Activity
Taking the line with "pub fn with_context(mut" as the first and the line with "Default constructor for" as the last, set down exactly every line in that range from the entries below, and no more.

Collected data:
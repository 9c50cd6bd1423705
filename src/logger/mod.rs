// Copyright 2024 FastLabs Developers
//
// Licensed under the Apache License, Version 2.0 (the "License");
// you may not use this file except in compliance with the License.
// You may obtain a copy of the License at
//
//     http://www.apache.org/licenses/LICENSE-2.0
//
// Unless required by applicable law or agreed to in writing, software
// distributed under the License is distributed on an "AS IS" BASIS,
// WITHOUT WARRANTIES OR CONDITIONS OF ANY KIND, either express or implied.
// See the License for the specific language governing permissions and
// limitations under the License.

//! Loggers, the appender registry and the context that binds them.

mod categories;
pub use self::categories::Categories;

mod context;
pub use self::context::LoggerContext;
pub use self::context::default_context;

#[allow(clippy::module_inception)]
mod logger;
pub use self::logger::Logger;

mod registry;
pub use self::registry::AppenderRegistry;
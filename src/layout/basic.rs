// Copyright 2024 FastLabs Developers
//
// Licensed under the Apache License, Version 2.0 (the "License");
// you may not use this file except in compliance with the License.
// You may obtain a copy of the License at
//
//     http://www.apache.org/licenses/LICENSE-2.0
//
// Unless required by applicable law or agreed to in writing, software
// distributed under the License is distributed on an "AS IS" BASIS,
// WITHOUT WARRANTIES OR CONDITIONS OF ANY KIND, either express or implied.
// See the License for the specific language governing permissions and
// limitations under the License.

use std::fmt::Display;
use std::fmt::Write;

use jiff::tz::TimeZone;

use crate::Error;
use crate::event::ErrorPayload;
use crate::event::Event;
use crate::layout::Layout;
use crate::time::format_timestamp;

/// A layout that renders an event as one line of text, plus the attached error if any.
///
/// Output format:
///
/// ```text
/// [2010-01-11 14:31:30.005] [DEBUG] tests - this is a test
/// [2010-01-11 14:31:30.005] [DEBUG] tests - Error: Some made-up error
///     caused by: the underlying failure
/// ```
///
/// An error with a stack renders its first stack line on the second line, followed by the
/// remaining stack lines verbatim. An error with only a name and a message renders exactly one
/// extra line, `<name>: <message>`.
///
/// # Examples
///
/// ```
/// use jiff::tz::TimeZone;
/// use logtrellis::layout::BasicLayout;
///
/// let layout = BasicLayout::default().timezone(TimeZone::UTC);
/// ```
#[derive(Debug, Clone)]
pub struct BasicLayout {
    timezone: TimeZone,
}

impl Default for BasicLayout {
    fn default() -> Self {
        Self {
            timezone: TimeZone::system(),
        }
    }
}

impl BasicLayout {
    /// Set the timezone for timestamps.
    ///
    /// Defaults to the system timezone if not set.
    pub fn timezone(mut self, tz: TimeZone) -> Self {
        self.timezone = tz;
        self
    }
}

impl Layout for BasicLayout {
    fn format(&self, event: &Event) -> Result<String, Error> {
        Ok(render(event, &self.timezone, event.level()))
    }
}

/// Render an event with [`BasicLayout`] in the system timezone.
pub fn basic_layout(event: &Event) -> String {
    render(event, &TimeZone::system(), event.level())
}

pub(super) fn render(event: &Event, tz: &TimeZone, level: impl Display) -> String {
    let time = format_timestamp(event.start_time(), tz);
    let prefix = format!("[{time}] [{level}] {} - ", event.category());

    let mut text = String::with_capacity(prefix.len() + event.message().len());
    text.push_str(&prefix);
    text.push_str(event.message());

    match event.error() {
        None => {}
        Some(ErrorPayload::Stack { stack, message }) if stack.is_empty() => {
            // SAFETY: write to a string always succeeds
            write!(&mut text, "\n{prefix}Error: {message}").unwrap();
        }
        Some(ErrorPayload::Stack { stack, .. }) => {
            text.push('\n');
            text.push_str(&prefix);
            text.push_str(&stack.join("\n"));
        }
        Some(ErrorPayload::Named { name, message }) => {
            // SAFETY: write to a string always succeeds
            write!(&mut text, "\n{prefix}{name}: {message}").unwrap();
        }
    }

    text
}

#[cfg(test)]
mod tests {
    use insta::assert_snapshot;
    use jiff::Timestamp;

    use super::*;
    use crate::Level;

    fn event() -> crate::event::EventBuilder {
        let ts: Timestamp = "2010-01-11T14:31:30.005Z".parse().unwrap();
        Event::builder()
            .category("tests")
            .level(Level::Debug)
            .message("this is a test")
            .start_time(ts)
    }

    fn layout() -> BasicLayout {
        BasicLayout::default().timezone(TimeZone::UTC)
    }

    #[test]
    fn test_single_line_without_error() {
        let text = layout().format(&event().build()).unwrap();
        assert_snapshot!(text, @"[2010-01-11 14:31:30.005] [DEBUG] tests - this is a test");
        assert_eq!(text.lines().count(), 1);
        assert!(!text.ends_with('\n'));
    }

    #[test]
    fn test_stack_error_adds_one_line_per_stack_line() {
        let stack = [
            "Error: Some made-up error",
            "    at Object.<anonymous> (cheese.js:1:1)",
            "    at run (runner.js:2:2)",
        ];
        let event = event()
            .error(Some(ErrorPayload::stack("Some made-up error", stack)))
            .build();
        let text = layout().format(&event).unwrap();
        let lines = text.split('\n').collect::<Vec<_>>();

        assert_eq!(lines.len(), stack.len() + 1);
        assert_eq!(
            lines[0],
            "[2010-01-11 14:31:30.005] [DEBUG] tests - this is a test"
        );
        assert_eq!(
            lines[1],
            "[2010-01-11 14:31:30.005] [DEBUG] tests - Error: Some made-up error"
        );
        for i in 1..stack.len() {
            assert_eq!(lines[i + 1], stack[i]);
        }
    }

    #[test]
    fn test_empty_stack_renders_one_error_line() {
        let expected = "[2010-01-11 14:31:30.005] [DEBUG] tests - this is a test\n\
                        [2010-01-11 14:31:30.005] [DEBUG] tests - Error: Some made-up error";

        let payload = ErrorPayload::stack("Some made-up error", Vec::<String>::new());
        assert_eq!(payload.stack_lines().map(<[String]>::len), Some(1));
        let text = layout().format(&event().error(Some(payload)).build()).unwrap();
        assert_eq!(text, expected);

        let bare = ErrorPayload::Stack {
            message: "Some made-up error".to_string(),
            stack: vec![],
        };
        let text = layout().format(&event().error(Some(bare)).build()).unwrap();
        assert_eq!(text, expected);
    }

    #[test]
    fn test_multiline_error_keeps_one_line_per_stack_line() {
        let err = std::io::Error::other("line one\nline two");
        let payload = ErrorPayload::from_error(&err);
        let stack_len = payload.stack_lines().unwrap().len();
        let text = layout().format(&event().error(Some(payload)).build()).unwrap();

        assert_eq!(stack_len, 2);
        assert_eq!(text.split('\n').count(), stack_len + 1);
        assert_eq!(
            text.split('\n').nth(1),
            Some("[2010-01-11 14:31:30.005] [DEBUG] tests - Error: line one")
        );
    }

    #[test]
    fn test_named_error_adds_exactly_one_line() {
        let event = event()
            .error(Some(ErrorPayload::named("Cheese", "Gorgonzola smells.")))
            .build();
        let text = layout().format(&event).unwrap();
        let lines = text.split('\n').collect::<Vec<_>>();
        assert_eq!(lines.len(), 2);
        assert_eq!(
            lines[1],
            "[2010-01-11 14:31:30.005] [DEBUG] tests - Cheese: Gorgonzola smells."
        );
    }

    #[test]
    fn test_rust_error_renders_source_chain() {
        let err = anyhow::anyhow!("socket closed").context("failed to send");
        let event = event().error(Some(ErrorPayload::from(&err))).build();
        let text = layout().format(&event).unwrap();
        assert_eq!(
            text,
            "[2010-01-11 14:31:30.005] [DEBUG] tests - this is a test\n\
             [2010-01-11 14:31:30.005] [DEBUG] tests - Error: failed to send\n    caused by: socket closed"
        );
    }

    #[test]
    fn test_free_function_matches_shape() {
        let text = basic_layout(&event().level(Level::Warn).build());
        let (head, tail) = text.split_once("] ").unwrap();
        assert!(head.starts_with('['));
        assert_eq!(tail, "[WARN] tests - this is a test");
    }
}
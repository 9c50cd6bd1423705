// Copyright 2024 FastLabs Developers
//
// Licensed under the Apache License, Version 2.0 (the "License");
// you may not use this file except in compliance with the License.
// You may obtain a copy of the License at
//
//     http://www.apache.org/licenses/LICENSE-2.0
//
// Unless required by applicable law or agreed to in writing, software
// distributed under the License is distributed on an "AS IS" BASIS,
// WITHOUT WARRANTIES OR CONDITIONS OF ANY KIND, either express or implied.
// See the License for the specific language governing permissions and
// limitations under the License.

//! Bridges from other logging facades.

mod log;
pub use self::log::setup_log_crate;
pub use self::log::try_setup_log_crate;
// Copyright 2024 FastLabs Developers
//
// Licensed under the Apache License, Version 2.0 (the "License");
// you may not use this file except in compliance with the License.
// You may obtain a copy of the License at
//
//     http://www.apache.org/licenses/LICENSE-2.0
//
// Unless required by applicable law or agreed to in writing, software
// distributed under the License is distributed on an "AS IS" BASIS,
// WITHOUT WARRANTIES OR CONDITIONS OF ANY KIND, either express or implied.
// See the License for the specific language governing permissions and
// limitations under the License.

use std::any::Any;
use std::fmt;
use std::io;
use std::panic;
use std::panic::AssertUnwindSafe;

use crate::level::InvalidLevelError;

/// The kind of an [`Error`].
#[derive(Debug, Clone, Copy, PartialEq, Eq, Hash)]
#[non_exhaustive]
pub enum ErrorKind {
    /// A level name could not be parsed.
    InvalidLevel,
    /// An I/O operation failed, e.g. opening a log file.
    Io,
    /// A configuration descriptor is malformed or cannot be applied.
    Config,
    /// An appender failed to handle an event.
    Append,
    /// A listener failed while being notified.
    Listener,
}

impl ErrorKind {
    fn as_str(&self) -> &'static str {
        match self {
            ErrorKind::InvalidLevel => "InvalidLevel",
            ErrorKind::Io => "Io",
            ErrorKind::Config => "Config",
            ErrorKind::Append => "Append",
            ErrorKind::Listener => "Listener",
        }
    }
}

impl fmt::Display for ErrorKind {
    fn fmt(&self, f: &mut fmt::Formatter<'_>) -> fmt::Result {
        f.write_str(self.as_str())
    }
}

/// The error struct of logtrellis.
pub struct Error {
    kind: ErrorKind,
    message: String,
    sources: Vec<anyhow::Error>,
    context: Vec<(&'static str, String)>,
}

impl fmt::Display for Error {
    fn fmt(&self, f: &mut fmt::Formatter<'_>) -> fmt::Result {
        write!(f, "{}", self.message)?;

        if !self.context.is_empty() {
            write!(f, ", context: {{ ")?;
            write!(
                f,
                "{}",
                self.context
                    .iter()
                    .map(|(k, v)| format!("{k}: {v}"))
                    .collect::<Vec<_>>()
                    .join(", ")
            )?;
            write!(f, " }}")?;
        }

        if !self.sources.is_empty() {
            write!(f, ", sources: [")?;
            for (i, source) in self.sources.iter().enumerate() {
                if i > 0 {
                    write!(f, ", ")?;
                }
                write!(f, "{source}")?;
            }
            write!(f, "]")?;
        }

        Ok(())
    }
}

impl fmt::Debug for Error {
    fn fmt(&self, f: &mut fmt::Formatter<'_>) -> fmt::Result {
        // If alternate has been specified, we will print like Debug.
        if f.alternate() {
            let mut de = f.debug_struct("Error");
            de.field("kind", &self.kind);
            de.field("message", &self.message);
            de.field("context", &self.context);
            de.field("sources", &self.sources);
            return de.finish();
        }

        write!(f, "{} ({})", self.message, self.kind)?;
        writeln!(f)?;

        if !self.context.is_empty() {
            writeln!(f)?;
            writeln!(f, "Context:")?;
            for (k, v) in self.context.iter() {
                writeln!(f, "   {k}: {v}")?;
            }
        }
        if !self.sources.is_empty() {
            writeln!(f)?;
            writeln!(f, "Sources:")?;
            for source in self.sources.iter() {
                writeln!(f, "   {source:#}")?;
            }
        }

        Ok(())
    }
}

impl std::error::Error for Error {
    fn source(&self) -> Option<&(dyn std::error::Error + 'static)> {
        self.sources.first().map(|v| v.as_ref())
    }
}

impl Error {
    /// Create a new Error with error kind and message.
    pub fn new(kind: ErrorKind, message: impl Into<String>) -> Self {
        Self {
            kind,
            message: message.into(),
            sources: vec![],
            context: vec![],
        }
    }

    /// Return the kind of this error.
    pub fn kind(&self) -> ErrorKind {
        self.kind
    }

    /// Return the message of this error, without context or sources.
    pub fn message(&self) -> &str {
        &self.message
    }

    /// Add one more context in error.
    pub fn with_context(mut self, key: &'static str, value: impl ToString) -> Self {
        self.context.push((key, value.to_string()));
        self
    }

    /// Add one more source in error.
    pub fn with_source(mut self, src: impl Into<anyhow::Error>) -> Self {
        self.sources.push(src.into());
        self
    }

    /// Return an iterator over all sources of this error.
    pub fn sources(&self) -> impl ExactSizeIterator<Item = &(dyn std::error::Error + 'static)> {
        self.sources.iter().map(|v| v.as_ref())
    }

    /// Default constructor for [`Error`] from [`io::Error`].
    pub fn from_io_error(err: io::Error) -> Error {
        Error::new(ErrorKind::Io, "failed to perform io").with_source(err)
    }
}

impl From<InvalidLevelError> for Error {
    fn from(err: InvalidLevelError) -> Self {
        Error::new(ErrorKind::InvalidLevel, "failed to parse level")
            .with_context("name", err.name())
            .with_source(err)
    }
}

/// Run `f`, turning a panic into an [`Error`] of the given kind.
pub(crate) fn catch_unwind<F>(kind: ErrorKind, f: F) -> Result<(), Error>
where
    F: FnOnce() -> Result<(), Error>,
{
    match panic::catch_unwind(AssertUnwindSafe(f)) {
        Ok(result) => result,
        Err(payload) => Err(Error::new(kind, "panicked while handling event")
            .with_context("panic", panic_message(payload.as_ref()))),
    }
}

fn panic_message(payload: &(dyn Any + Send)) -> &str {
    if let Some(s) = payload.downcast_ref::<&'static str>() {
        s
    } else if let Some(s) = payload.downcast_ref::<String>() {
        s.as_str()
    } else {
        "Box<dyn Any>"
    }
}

Solution for this task
    pub fn with_context(mut self, key: &'static str, value: impl ToString) -> Self {
        self.context.push((key, value.to_string()));
        self
    }

    /// Add one more source in error.
    pub fn with_source(mut self, src: impl Into<anyhow::Error>) -> Self {
        self.sources.push(src.into());
        self
    }

    /// Return an iterator over all sources of this error.
    pub fn sources(&self) -> impl ExactSizeIterator<Item = &(dyn std::error::Error + 'static)> {
        self.sources.iter().map(|v| v.as_ref())
    }

    /// Default constructor for [`Error`] from [`io::Error`].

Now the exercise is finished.